Like most folks of a certain generation, I loved to be outdoors playing what everyone played: games of hopscotch, kick the can, hide and seek and tag stand out in memory as being important parts of outdoor fun each summer.

The point that I am trying to make is the human beings of my generation may be the last to experience outdoor games like marbles, hide and seek, red rover and even jacks or jump rope.

Back then, we thought of jacks or jump rope as activities associated with girls and marbles or kick the can as being more masculine.

In retrospect, such categorizing seems silly.

Not having ever played a video game it is difficult for me to understand the appeal of electronic games that confine people to the indoors when they should be outside breathing fresh air, running around and chasing each other playing tag.

Another topic that bugs me (as we used to say) is the information screens in most new cars. The letters and numbers are so small that one should never try to read most of the categories, whether mileage or tire pressure.

I have to believe that one cause of automobile wrecks revolves around the tiny letters and numbers that drivers have a heck of a time reading. There must be a better way to provide the driver information without that illuminated screen.

Also, most of what is presented is not pertinent while one drives the car. How about just the basics, gas level, radio and disc player, volume, heater and air. Other info can be provided while the car is safe in your driveway.

Do you remember when cartoonists were predicting cars of the future that would fly above the rooftops on the way to the supermarket? That is right. Back then, they predicted flying cars by the year 2000.

While some predictions were right on target, others never came to pass.

Electric cars, however, were predicted. Frankly, I never thought that electric cars were in our future. No longer. My son-in-law still believes that electric cars are not here as he discusses lack of plug-in stations or the occasional explosion these electric automobiles bring on.

One of the most interesting television programs of the past that predicted our future was hosted by Walter Cronkite. You might recall that the program included scientists that looked into the future on topics such as transportation, medicine, architecture and the like. While the show did not predict flying cars, it did predict various forms of travel such as bullet trains that could travel 300 mph.

Remember the 1964 World’s Fair in New York City that predicted individual cars running on tracks and that were fairly round so they would be more aerodynamic?

I remember that the Disney Pavilion presented automobiles powered by sunlight. The designer of that pavilion also presented a computer that could print out information in just a few minutes.

I do not remember seeing laptops or cellphones being presented. I do remember that art of the future would be motorized, electric laser pieces and artworks made of titanium.

Holograms or three-dimensional photos were the hit of the fair. Three-dimensional printers were not even predicted.

Getting back to games after discussing the cars of today and tomorrow: The futuristic games cannot be as much fun as a great game of marbles with my favorite cat eye, puree, or steelie bringing the most fun.
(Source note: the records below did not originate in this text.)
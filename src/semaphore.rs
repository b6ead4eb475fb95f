//! Counting semaphore backed by a fixed-capacity blocking channel.
//!
//! Holding a permit is modeled as occupying one slot of a bounded channel:
//! `acquire` sends a unit into the channel (blocking while it is full) and
//! `release` takes one back out. The semaphore owns both channel ends, so
//! the slot pool can never disconnect underneath a caller.

use crossbeam_channel::{bounded, select, Receiver, Sender};

/// Failure modes of [`Semaphore::acquire_or_cancel`].
#[derive(Debug, PartialEq, Eq)]
pub enum AcquireError {
    /// The cancellation channel fired (or disconnected) before a slot came
    /// free. No permit was acquired.
    Cancelled,
}

impl core::fmt::Display for AcquireError {
    fn fmt(&self, f: &mut core::fmt::Formatter<'_>) -> core::fmt::Result {
        match self {
            AcquireError::Cancelled => f.write_str("semaphore acquire cancelled"),
        }
    }
}

impl std::error::Error for AcquireError {}

/// Counting semaphore with a capacity fixed at construction.
///
/// Permits are plain counters, not RAII guards: every successful acquire
/// must be paired with exactly one [`release`](Semaphore::release).
pub struct Semaphore {
    slots: Sender<()>,
    returns: Receiver<()>,
    capacity: usize,
}

impl Semaphore {
    /// Create a semaphore with `permits` slots.
    ///
    /// # Panics
    /// Panics if `permits` is zero; a zero-capacity pool could never grant
    /// a permit.
    pub fn new(permits: usize) -> Self {
        assert!(permits > 0, "semaphore capacity must be at least 1");
        let (slots, returns) = bounded(permits);
        Self {
            slots,
            returns,
            capacity: permits,
        }
    }

    /// Acquire one permit, blocking until a slot is free.
    pub fn acquire(&self) {
        self.slots
            .send(())
            .expect("slot pool receiver is owned by this semaphore");
    }

    /// Acquire one permit, blocking until a slot is free or `cancel`
    /// delivers a message (or disconnects). On cancellation nothing is
    /// acquired and the error is returned to the caller to propagate.
    pub fn acquire_or_cancel(&self, cancel: &Receiver<()>) -> Result<(), AcquireError> {
        select! {
            send(self.slots, ()) -> res => {
                res.expect("slot pool receiver is owned by this semaphore");
                Ok(())
            }
            recv(cancel) -> _ => Err(AcquireError::Cancelled),
        }
    }

    /// Acquire one permit without blocking. Returns `false` when no slot is
    /// free.
    pub fn try_acquire(&self) -> bool {
        self.slots.try_send(()).is_ok()
    }

    /// Return one permit to the pool.
    ///
    /// # Panics
    /// Panics when called without a matching acquire; an unbalanced release
    /// indicates a bookkeeping bug in the caller.
    pub fn release(&self) {
        self.returns
            .try_recv()
            .expect("release called without a matching acquire");
    }

    /// Total number of slots.
    pub fn capacity(&self) -> usize {
        self.capacity
    }

    /// Permits currently held.
    pub fn in_use(&self) -> usize {
        self.slots.len()
    }

    /// Permits currently free.
    pub fn available(&self) -> usize {
        self.capacity - self.slots.len()
    }
}

#[cfg(test)]
mod tests {
    use super::*;

    /// Invariant: counters track acquire/release exactly up to capacity.
    #[test]
    fn counters_track_usage() {
        let s = Semaphore::new(2);
        assert_eq!(s.capacity(), 2);
        assert_eq!(s.in_use(), 0);
        assert_eq!(s.available(), 2);

        s.acquire();
        assert_eq!(s.in_use(), 1);
        assert!(s.try_acquire());
        assert_eq!(s.available(), 0);

        // Pool exhausted: non-blocking acquire must fail.
        assert!(!s.try_acquire());

        s.release();
        assert_eq!(s.available(), 1);
        s.release();
        assert_eq!(s.in_use(), 0);
    }

    /// Invariant: cancellation surfaces as an error and acquires nothing.
    #[test]
    fn cancel_while_full() {
        let s = Semaphore::new(1);
        s.acquire();

        let (cancel_tx, cancel_rx) = crossbeam_channel::bounded(1);
        cancel_tx.send(()).unwrap();
        assert_eq!(s.acquire_or_cancel(&cancel_rx), Err(AcquireError::Cancelled));
        assert_eq!(s.in_use(), 1, "failed acquire must not consume a slot");

        s.release();
    }

    /// Invariant: with a free slot, acquire_or_cancel succeeds even if the
    /// cancellation channel is already fired.
    #[test]
    fn acquire_succeeds_when_slot_free() {
        let s = Semaphore::new(1);
        let (_cancel_tx, cancel_rx) = crossbeam_channel::bounded::<()>(1);
        assert_eq!(s.acquire_or_cancel(&cancel_rx), Ok(()));
        assert_eq!(s.in_use(), 1);
        s.release();
    }

    /// Invariant: unbalanced release is a caller bug and panics.
    #[test]
    #[should_panic(expected = "without a matching acquire")]
    fn release_without_acquire_panics() {
        let s = Semaphore::new(1);
        s.release();
    }

    /// Invariant: zero capacity is rejected at construction.
    #[test]
    #[should_panic(expected = "at least 1")]
    fn zero_capacity_rejected() {
        let _ = Semaphore::new(0);
    }
}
The games we played under the streetlight, like kick the can, were so much fun that just recalling the fun carries me back through the decades to that streetlight that illuminated our games on Center Street back in the 1950s.

We also played a game back then called “kick the wicket” that was like baseball but kicking a stick to advance the wicket. The word wicket is no doubt a Britishism that causes me to think that “kick the wicket” came from the old country.